WHAT YOU WILL DO
Stop after the line containing "running, if any."; retype every line of the data before it exactly, starting from the first.

(Collected data entries)
- - - -

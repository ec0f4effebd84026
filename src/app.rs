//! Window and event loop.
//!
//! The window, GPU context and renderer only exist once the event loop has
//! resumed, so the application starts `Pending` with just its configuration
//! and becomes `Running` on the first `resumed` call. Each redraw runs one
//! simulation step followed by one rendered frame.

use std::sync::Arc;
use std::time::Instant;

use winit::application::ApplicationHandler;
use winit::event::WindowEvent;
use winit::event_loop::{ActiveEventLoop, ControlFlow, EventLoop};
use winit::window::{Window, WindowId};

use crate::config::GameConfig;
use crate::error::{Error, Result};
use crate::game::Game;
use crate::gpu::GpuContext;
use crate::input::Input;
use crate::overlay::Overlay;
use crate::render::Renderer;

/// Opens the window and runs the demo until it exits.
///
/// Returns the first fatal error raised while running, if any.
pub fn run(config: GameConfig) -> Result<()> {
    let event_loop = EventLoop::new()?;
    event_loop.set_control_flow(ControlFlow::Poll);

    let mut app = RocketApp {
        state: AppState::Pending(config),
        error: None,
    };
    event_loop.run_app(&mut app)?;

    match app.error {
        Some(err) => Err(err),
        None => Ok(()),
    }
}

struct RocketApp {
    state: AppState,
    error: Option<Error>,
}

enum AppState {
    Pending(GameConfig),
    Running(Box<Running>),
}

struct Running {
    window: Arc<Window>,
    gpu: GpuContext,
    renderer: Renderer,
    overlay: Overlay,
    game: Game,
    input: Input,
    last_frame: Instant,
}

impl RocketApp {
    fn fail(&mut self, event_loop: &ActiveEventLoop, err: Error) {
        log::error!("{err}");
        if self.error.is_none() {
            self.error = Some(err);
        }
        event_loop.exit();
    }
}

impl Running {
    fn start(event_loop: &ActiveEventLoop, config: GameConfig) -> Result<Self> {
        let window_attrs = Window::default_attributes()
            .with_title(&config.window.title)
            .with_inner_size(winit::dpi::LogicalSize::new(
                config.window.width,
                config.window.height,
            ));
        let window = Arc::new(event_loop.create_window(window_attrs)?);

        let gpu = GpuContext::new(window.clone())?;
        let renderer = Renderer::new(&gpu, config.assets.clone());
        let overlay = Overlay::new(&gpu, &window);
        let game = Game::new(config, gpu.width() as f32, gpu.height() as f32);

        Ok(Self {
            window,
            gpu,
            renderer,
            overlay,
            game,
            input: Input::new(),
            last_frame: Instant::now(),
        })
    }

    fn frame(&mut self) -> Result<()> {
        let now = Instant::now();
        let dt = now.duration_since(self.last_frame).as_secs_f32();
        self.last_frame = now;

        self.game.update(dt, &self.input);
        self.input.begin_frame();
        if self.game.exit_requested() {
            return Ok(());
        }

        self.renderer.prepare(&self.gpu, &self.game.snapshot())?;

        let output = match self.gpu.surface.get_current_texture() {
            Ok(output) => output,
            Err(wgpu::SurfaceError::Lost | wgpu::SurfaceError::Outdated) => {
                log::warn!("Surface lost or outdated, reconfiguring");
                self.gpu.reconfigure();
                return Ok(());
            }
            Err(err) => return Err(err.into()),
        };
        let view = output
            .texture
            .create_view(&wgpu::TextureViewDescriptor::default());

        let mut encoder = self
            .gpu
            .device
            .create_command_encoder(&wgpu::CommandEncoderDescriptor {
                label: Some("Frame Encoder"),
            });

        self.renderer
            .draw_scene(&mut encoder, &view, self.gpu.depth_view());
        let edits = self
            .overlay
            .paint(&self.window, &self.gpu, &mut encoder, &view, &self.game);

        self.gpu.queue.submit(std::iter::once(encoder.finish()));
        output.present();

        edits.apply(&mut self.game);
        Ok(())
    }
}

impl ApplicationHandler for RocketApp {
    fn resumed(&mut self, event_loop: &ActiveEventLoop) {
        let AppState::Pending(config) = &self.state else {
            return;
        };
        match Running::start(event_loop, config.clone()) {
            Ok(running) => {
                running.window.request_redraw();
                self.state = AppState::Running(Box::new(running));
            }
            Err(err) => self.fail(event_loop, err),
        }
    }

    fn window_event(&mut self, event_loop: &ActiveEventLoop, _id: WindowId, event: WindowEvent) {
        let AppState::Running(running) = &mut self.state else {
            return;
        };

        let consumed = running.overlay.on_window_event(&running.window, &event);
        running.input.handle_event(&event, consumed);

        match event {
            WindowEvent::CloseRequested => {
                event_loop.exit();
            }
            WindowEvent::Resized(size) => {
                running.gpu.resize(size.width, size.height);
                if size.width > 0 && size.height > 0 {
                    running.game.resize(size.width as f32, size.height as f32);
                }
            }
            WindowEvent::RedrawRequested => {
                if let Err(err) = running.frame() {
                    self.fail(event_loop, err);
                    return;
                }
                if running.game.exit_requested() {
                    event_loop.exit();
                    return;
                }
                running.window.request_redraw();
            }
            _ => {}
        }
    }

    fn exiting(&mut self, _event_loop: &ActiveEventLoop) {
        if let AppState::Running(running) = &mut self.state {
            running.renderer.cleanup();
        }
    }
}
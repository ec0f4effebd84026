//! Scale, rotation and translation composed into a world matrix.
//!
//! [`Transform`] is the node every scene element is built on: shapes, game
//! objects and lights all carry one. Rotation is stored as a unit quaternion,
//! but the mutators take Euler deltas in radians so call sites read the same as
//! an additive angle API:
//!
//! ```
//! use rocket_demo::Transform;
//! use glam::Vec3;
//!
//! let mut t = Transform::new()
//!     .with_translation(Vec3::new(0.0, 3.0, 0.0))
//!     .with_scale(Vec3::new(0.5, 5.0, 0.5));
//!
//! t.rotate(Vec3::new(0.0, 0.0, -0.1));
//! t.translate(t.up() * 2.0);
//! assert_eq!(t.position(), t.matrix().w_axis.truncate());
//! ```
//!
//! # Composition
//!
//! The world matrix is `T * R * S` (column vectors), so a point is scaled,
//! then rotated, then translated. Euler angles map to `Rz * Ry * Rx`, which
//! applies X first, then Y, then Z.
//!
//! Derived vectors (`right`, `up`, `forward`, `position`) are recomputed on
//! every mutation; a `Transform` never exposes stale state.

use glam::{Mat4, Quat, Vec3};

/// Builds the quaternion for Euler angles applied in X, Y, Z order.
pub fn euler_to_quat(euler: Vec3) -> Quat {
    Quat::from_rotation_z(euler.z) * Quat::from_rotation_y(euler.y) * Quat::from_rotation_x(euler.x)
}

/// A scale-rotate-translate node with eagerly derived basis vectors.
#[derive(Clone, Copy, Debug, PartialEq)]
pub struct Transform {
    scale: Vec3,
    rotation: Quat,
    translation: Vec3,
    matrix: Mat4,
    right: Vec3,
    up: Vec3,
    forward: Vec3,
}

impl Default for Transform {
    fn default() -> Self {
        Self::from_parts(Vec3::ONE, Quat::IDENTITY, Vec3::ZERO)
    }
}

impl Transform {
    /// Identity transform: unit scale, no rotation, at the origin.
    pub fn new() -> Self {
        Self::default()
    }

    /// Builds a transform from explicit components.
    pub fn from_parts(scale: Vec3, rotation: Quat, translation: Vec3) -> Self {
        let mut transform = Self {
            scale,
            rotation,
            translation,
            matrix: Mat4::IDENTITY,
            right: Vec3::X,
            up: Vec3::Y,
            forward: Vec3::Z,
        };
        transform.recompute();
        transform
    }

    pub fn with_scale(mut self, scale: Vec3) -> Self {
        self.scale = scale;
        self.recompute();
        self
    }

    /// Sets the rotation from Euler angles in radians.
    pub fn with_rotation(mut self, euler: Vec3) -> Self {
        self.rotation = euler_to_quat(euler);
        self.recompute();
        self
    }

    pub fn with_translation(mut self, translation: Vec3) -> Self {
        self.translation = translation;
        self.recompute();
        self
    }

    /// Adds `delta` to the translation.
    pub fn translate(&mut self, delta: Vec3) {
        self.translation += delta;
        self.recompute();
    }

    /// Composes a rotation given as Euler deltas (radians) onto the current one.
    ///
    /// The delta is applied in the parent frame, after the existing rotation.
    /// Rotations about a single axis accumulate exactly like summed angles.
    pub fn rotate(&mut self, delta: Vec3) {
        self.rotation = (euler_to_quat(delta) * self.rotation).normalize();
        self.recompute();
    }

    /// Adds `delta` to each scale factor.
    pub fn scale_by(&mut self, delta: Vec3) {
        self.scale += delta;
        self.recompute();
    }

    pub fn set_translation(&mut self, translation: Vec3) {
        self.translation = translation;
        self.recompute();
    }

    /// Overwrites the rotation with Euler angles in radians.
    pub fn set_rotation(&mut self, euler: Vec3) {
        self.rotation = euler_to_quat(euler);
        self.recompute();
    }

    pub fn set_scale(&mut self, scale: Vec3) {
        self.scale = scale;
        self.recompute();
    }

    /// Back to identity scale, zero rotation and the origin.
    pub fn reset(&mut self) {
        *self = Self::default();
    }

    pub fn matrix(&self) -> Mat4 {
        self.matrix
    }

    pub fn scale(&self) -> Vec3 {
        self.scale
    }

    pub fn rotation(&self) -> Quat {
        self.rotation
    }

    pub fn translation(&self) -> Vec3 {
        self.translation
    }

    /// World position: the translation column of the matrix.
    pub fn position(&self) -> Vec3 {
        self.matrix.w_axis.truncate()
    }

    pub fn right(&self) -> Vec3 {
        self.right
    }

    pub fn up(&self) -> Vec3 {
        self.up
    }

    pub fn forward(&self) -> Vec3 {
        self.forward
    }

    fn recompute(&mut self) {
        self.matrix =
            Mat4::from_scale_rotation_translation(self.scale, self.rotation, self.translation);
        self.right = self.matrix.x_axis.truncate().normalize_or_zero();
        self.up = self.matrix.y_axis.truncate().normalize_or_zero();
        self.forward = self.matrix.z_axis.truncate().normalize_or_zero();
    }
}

- - - -

SOLUTION FOR THIS EXERCISE
repository ec0f4effebd84026
filename src/app.rs
//! Window and event loop.
//!
//! The window, GPU context and renderer only exist once the event loop has
//! resumed, so the application starts `Pending` with just its configuration
//! and becomes `Running` on the first `resumed` call. Each redraw runs one
//! simulation step followed by one rendered frame.

use std::sync::Arc;
use std::time::Instant;

use winit::application::ApplicationHandler;
use winit::event::WindowEvent;
use winit::event_loop::{ActiveEventLoop, ControlFlow, EventLoop};
use winit::window::{Window, WindowId};

use crate::config::GameConfig;
use crate::error::{Error, Result};
use crate::game::Game;
use crate::gpu::GpuContext;
use crate::input::Input;
use crate::overlay::Overlay;
use crate::render::Renderer;

/// Opens the window and runs the demo until it exits.
///
/// Returns the first fatal error raised while running, if any.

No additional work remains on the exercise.